La limite de la configuration actuelle est que les hyperliens via des URL au FEW rétro-converti ne peuvent être liés qu’à l’interface graphique et pas aux articles individuels. Il faudrait donc envisager la possibilité d’un accès direct en utilisant une URI transparente et discriminante qui indique le volume, la page et le numéro de l’article dans la colonne selon la balise <"ici"> ("in-column index"13). Nous suivrons la proposition de Renders, Baiwir, et Dethier : « our suggestion would be to implement a simple REST API based on HTTP request and using JSON-encoded data14 ». Le format HTTPS de l’URL porte comme informations le numéro du volume, le numéro de l’article et l’étymon concerné. Prenons l’exemple du lexème iḻãrạdo dans l’ALLy 434 "(la branche) est éclatée", qui est à rattacher à la base souabe landel (FEW 16, 443a) :
https://few-webapp.atilf.fr/consulter/volume/match;volume=16;id=001044;match=landel
La version scannée peut être rejointe grâce à cette URL :
https://apps.atilf.fr/lecteurFEW/lire/volume/160/page/443
Avec une URL qui renvoie à l’article rétro-converti, on ne peut pas signaler la page mais uniquement le numéro de l’article (dans ce cas-là le 1044), alors que la limite de la deuxième URL est que dans une page on peut trouver plusieurs articles, comme dans la page suivante 444, qui contient 9 articles (https://apps.atilf.fr/lecteurFEW/lire/volume/160/page/444). Pour éviter toute ambiguïté, la recommandation est très simple mais efficace, puisqu’à l’identifiant URI « FEW 16, 443a » il suffira d’ajouter la vedette « FEW 16, 443a, landel ».
Apport du THESOC aux articles du FEW
Venons-en à un exemple concret. Comme nous ne connaissons pas encore la forme définitive des fiches lexicales du THESOC, nous cantonnerons nos observations au spécimen de « Fiche réponse par localité : la bergeronnette à Pézenas », dont le lemme est pastorèla15. L’information étymologique est déjà excellente, car elle renvoie non seulement à REW 6279 – désormais malgré tout dépassé – mais aussi au FEW en indiquant en outre une « formule étymologique » (qui correspond à ce que Martin Glessgen appelle la « structure lexématique »16) et qui permet de placer le lexème à l’intérieur d’un article du FEW ; en l’occurrence, le renvoi est à FEW 7, 759a s.v. pastor17. Dans l’optique d’un renvoi au FEW scanné actuellement disponible, l’hyperlien pourrait être fait par le biais d’une URL de ce type :
https://apps.atilf.fr/lecteurFEW/lire/volume/070/page/759.

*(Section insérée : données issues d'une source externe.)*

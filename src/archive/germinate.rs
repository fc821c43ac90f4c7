//! Parsing of germinate output tables.
//!
//! Germinate writes one table per seed, for example:
//!
//! ```text
//! Package                   | Source           | Why                  | Maintainer
//! --------------------------+------------------+----------------------+-----------
//! adduser                   | adduser          | Ubuntu.Minimal seed  | Ubuntu Core
//! ----------------------------------------------------------------------------------
//!                           |                  |                      |
//! ```

use std::collections::BTreeMap;
use std::path::Path;

use anyhow::{Context, Result};

/// A seeded binary package.
#[derive(Debug, Clone, PartialEq, Eq)]
pub struct GerminateEntry {
  pub package: String,
  pub source: String,
  pub why: String,
  /// Name of the seed file the entry came from.
  pub seed: String,
}

/// Union of one or more germinate output tables.
#[derive(Debug, Clone, Default)]
pub struct GerminateOutput {
  entries: BTreeMap<String, GerminateEntry>,
}

impl GerminateOutput {
  pub fn new() -> Self {
    Self::default()
  }

  /// Parse one table and merge its rows. Earlier seeds win on duplicates.
  pub fn add_table(&mut self, seed: &str, content: &str) {
    for line in content.lines() {
      let Some(entry) = parse_row(seed, line) else {
        continue;
      };
      self.entries.entry(entry.package.clone()).or_insert(entry);
    }
  }

  pub fn add_file(&mut self, path: &Path) -> Result<()> {
    let content =
      std::fs::read_to_string(path).with_context(|| format!("Failed to read germinate output {}", path.display()))?;
    let seed = path
      .file_name()
      .map(|n| n.to_string_lossy().into_owned())
      .unwrap_or_default();
    self.add_table(&seed, &content);
    Ok(())
  }

  pub fn contains(&self, package: &str) -> bool {
    self.entries.contains_key(package)
  }

  pub fn get(&self, package: &str) -> Option<&GerminateEntry> {
    self.entries.get(package)
  }

  pub fn len(&self) -> usize {
    self.entries.len()
  }

  pub fn is_empty(&self) -> bool {
    self.entries.is_empty()
  }

  pub fn iter(&self) -> impl Iterator<Item = &GerminateEntry> {
    self.entries.values()
  }
}

fn parse_row(seed: &str, line: &str) -> Option<GerminateEntry> {
  let trimmed = line.trim();
  if trimmed.is_empty() || trimmed.starts_with('-') {
    return None;
  }

  let columns: Vec<&str> = line.split('|').map(str::trim).collect();
  if columns.len() < 3 {
    return None;
  }

  let package = columns[0];
  if package.is_empty() || package == "Package" {
    return None;
  }

  Some(GerminateEntry {
    package: package.to_string(),
    source: columns[1].to_string(),
    why: columns[2].to_string(),
    seed: seed.to_string(),
  })
}
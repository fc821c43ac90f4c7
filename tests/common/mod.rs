//! Shared helpers for the integration tests.

pub mod fake_launchpad;
pub mod fixtures;
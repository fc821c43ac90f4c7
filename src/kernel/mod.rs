//! Kernel team metadata: `kernel-series.yaml` and SRU tracking bugs.

pub mod series;
pub mod workflow;

pub use series::{KernelSeries, RouteTarget, RoutingEntry, SeriesEntry, SeriesLookup, SourceEntry};
pub use workflow::{KernelSruBug, parse_tracker_title, process_sru_bug};
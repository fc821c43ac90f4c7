//! Trait definitions for interacting with Launchpad.

use std::path::Path;

use anyhow::Result;
use async_trait::async_trait;

use super::models::{
  Archive, BinaryPublication, Bug, BugTask, Builder, DistroArchSeries, DistroSeries, Person, SourcePublication,
  Subscription,
};
use super::reference::{ArchiveReference, Pocket};

/// Filters for `Archive.getPublishedSources`.
#[derive(Debug, Clone, Default, PartialEq, Eq)]
pub struct SourceQuery {
  pub source_name: Option<String>,
  pub version: Option<String>,
  /// Match `source_name` exactly rather than as a prefix.
  pub exact_match: bool,
  pub distro_series_link: Option<String>,
  pub pocket: Option<Pocket>,
  /// Publication status such as `Published` or `Pending`.
  pub status: Option<String>,
}

/// Filters for `Archive.getPublishedBinaries`.
#[derive(Debug, Clone, Default, PartialEq, Eq)]
pub struct BinaryQuery {
  pub binary_name: Option<String>,
  pub version: Option<String>,
  pub exact_match: bool,
  pub distro_arch_series_link: Option<String>,
  pub pocket: Option<Pocket>,
  pub status: Option<String>,
}

/// Arguments for `Archive.copyPackage`.
#[derive(Debug, Clone, PartialEq, Eq)]
pub struct CopyRequest {
  pub source_name: String,
  pub version: String,
  pub from_archive_link: String,
  /// Target series; `None` keeps the source publication's series.
  pub to_series: Option<String>,
  pub to_pocket: Pocket,
  pub include_binaries: bool,
  pub unembargo: bool,
  pub auto_approve: bool,
}

/// New override values; `None` keeps the current value.
#[derive(Debug, Clone, Default, PartialEq, Eq)]
pub struct OverrideChange {
  pub component: Option<String>,
  pub section: Option<String>,
  /// Binary publications only.
  pub priority: Option<String>,
}

impl OverrideChange {
  pub fn is_empty(&self) -> bool {
    self.component.is_none() && self.section.is_none() && self.priority.is_none()
  }
}

/// Launchpad web service operations (enables testing with fake
/// implementations).
#[async_trait]
pub trait LaunchpadApi: Send + Sync {
  /// Service root every `*_link` is relative to, ending with `/`.
  fn api_root(&self) -> &str;

  /// The authenticated user (`people/+me`).
  async fn me(&self) -> Result<Person>;

  async fn get_person(&self, name: &str) -> Result<Person>;

  async fn get_bug(&self, id: u64) -> Result<Bug>;

  async fn get_bug_tasks(&self, bug: &Bug) -> Result<Vec<BugTask>>;

  async fn get_bug_subscriptions(&self, bug: &Bug) -> Result<Vec<Subscription>>;

  async fn set_bug_task_status(&self, task: &BugTask, status: &str) -> Result<()>;

  /// Add a task for `target_link` and return it.
  async fn add_bug_task(&self, bug: &Bug, target_link: &str) -> Result<BugTask>;

  async fn subscribe_to_bug(&self, bug: &Bug, person: &Person) -> Result<()>;

  /// Replace the bug's tag list.
  async fn set_bug_tags(&self, bug: &Bug, tags: &[String]) -> Result<()>;

  async fn add_bug_message(&self, bug: &Bug, subject: &str, content: &str) -> Result<()>;

  /// Resolve a primary archive or PPA.
  ///
  /// # Errors
  /// Fails when the archive does not exist or is not visible to the caller.
  async fn get_archive(&self, reference: &ArchiveReference) -> Result<Archive>;

  async fn get_series(&self, distribution: &str, series: &str) -> Result<DistroSeries>;

  async fn get_development_series(&self, distribution: &str) -> Result<DistroSeries>;

  /// All source publications matching `query`, across result pages.
  async fn get_published_sources(&self, archive: &Archive, query: &SourceQuery) -> Result<Vec<SourcePublication>>;

  async fn get_published_binaries(&self, archive: &Archive, query: &BinaryQuery) -> Result<Vec<BinaryPublication>>;

  /// Binaries built from a source publication.
  async fn get_publication_binaries(&self, publication: &SourcePublication) -> Result<Vec<BinaryPublication>>;

  /// Ask Launchpad to copy a source (and optionally its binaries) into
  /// `destination`. The copy is asynchronous on the server side.
  async fn copy_package(&self, destination: &Archive, request: &CopyRequest) -> Result<()>;

  async fn request_deletion(&self, publication_link: &str, comment: &str) -> Result<()>;

  async fn change_override(&self, publication_link: &str, change: &OverrideChange) -> Result<()>;

  /// URL of the upload's `.changes` file, when Launchpad still has it.
  async fn changes_file_url(&self, publication: &SourcePublication) -> Result<Option<String>>;

  /// Fetch a text document such as a `.changes` file.
  async fn fetch_text(&self, url: &str) -> Result<String>;

  async fn get_builders(&self) -> Result<Vec<Builder>>;

  async fn set_builder_manual(&self, builder: &Builder, manual: bool) -> Result<()>;

  async fn set_builder_active(&self, builder: &Builder, active: bool) -> Result<()>;

  async fn get_distro_arch_series(&self, series: &DistroSeries, architecture: &str) -> Result<DistroArchSeries>;

  /// URL of the chroot tarball for a pocket, if one is set.
  async fn chroot_url(&self, das: &DistroArchSeries, pocket: Pocket, image_type: &str) -> Result<Option<String>>;

  async fn remove_chroot(&self, das: &DistroArchSeries, pocket: Pocket, image_type: &str) -> Result<()>;

  /// Upload a new chroot. Launchpad checks `data` against `sha1sum`.
  async fn set_chroot(
    &self,
    das: &DistroArchSeries,
    pocket: Pocket,
    image_type: &str,
    data: Vec<u8>,
    sha1sum: &str,
  ) -> Result<()>;

  /// Download `url` into `output_path`, creating parent directories.
  async fn download(&self, url: &str, output_path: &Path) -> Result<()>;
}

La structure lexématique pastor + ella permet un lien immédiat vers le bon emplacement dans l’article du FEW qui suit une structure morphologique assez claire : FEW 7, 759a pastor § I.1.b.Ablt. classe les dérivés en -ellu, -ella. Si l’on considère l’ensemble du paragraphe, on s’aperçoit que toute la famille des composés en -ella se caractérise comme une famille occitane occidentale, avec des représentants éparpillés dans le Valais et la Haute-Savoie. Le FEW, surtout basé sur l’ALF 1460 et sur l’ALLo 460, permet de décrire une répartition aréale de ce type : « Trèves p å s t u r é l o "bergeronnette", Hér. p a s t u r é l o, Ariège id., Lavel. (Lavelanet, Ariège, Foix), HGar., TarnG. id., Lot p o h t o r é l o (p 720), Tarn, Camarès pastourèlo, aveyr., St-GermT., Can. Massegros p o s t u r é l o, Cantal p o h t u r é l o (p 715). »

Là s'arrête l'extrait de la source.